Giles is a freelance writer of amusing articles for a national newspaper. One day, feeling particularly fortyish, he happens to type ‘Giles Wareing+unfunny’ into a search engine. And that’s when he discovers the thread. The thread is called ‘The Giles Wareing Haters’ Club’, and is entirely devoted to holding everything he has ever written up to excoriating criticism and ridicule.
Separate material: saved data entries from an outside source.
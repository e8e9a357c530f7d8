//! Resource Registry - Load resource definitions from JSON
//!
//! Column layouts, form fields, endpoints and dashboard summaries for every
//! studio section are embedded JSON, so a section's presentation can change
//! without touching the list manager.

use serde::Deserialize;
use serde_json::{Map, Value};
use std::collections::HashMap;
use std::sync::OnceLock;

/// Embedded resource JSON files (compiled into the binary)
const RESOURCE_FILES: &[&str] = &[
    include_str!("../resources/common.json"),
    include_str!("../resources/clients.json"),
    include_str!("../resources/media.json"),
    include_str!("../resources/finance.json"),
];

/// Color definition from JSON
#[derive(Debug, Clone, Deserialize)]
pub struct ColorDef {
    pub value: String,
    pub color: [u8; 3],
}

/// Column definition from JSON
#[derive(Debug, Clone, Deserialize)]
pub struct ColumnDef {
    pub header: String,
    pub json_path: String,
    pub width: u16,
    #[serde(default)]
    pub color_map: Option<String>,
    /// Optional display format ("money")
    #[serde(default)]
    pub format: Option<String>,
}

/// Input kind for a form field
#[derive(Debug, Clone, Copy, PartialEq, Eq, Deserialize, Default)]
#[serde(rename_all = "lowercase")]
pub enum FieldKind {
    #[default]
    Text,
    Email,
    Tel,
    Url,
    Date,
    Number,
    Textarea,
    Select,
}

/// Form field definition from JSON
#[derive(Debug, Clone, Deserialize)]
pub struct FieldDef {
    pub key: String,
    pub label: String,
    #[serde(default)]
    pub kind: FieldKind,
    #[serde(default)]
    pub required: bool,
    /// Choices for `select` fields; the first one is the default
    #[serde(default)]
    pub options: Vec<String>,
    /// Initial value for a new record
    #[serde(default)]
    pub default: Option<String>,
}

/// How a dashboard card aggregates a section
#[derive(Debug, Clone, Copy, PartialEq, Eq, Deserialize)]
#[serde(rename_all = "lowercase")]
pub enum SummaryKind {
    Count,
    Sum,
}

/// Dashboard summary definition
#[derive(Debug, Clone, Deserialize)]
pub struct SummaryDef {
    pub label: String,
    pub kind: SummaryKind,
    /// Field to add up for `sum` summaries
    #[serde(default)]
    pub field: Option<String>,
}

/// Resource definition from JSON
#[derive(Debug, Clone, Deserialize)]
pub struct ResourceDef {
    /// Sidebar / header name ("Bookings")
    pub display_name: String,
    /// Singular noun used in "Add New ..." ("Booking")
    pub item_name: String,
    /// Page title ("Manage Bookings")
    pub title: String,
    /// Path segment under the API base URL
    pub endpoint: String,
    /// Field used when a record is named in dialogs and toasts
    pub name_field: String,
    /// Show the collection newest-stored-last reversed
    #[serde(default)]
    pub reverse_display: bool,
    pub columns: Vec<ColumnDef>,
    pub fields: Vec<FieldDef>,
    #[serde(default)]
    pub summary: Option<SummaryDef>,
}

/// Form that creates a record in a section without signing in
#[derive(Debug, Clone, Deserialize)]
pub struct PublicFormDef {
    pub title: String,
    /// Registry key of the section the record is created in
    pub resource: String,
    /// Line shown under the form
    #[serde(default)]
    pub note: String,
    pub fields: Vec<FieldDef>,
    /// Sent with every submission, whatever the form holds
    #[serde(default)]
    pub fixed: Map<String, Value>,
}

/// Root structure of resources/*.json
#[derive(Debug, Clone, Deserialize)]
pub struct ResourceConfig {
    #[serde(default)]
    pub color_maps: HashMap<String, Vec<ColorDef>>,
    #[serde(default)]
    pub resources: HashMap<String, ResourceDef>,
    #[serde(default)]
    pub forms: HashMap<String, PublicFormDef>,
}

/// Global registry loaded from JSON
static REGISTRY: OnceLock<ResourceConfig> = OnceLock::new();

/// Get the resource registry (loads from embedded JSON on first access)
pub fn get_registry() -> &'static ResourceConfig {
    REGISTRY.get_or_init(|| {
        let mut final_config = ResourceConfig {
            color_maps: HashMap::new(),
            resources: HashMap::new(),
            forms: HashMap::new(),
        };

        for content in RESOURCE_FILES {
            let partial: ResourceConfig = serde_json::from_str(content)
                .unwrap_or_else(|e| panic!("Failed to parse embedded resource JSON: {}", e));
            final_config.color_maps.extend(partial.color_maps);
            final_config.resources.extend(partial.resources);
            final_config.forms.extend(partial.forms);
        }

        final_config
    })
}

/// Get a resource definition by key
pub fn get_resource(key: &str) -> Option<&'static ResourceDef> {
    get_registry().resources.get(key)
}

/// Get a public form definition by key
pub fn get_form(key: &str) -> Option<&'static PublicFormDef> {
    get_registry().forms.get(key)
}

/// Get a color map by name
pub fn get_color_map(name: &str) -> Option<&'static Vec<ColorDef>> {
    get_registry().color_maps.get(name)
}

/// Get color for a value based on color map name
pub fn get_color_for_value(color_map_name: &str, value: &str) -> Option<[u8; 3]> {
    get_color_map(color_map_name)?
        .iter()
        .find(|c| c.value == value)
        .map(|c| c.color)
}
As Giles becomes obsessed with the thread, with tracking down its participants, his angst begins to focus on one particularly scornful contributor, and it soon becomes clear that things are going really quite badly wrong . . . A tragedy, a farce and a detective story, The Giles Wareing Haters’ Club is an absorbing, hilarious and razor-sharp look at the modern male in all his dysfunctional glory.

soref, Saturday, 12 April 2014 14:14 (ten years ago) link

There is a fine line between "write what you know" and "so autobiographical as to be utterly unfunny to anyone outside of your tiny soap bubble world."

(Assuming that is not an actual parody as opposed to thinly veiled self parody.)

Branwell Bell, Saturday, 12 April 2014 14:25 (ten years ago) link

He has a new book out later this year:

http://ecx.images-amazon.com/images/I/41Yp0jezNzL._.jpg

soref, Saturday, 12 April 2014 14:30 (ten years ago) link

there's this as well, but I think it's a different Tim Dowling?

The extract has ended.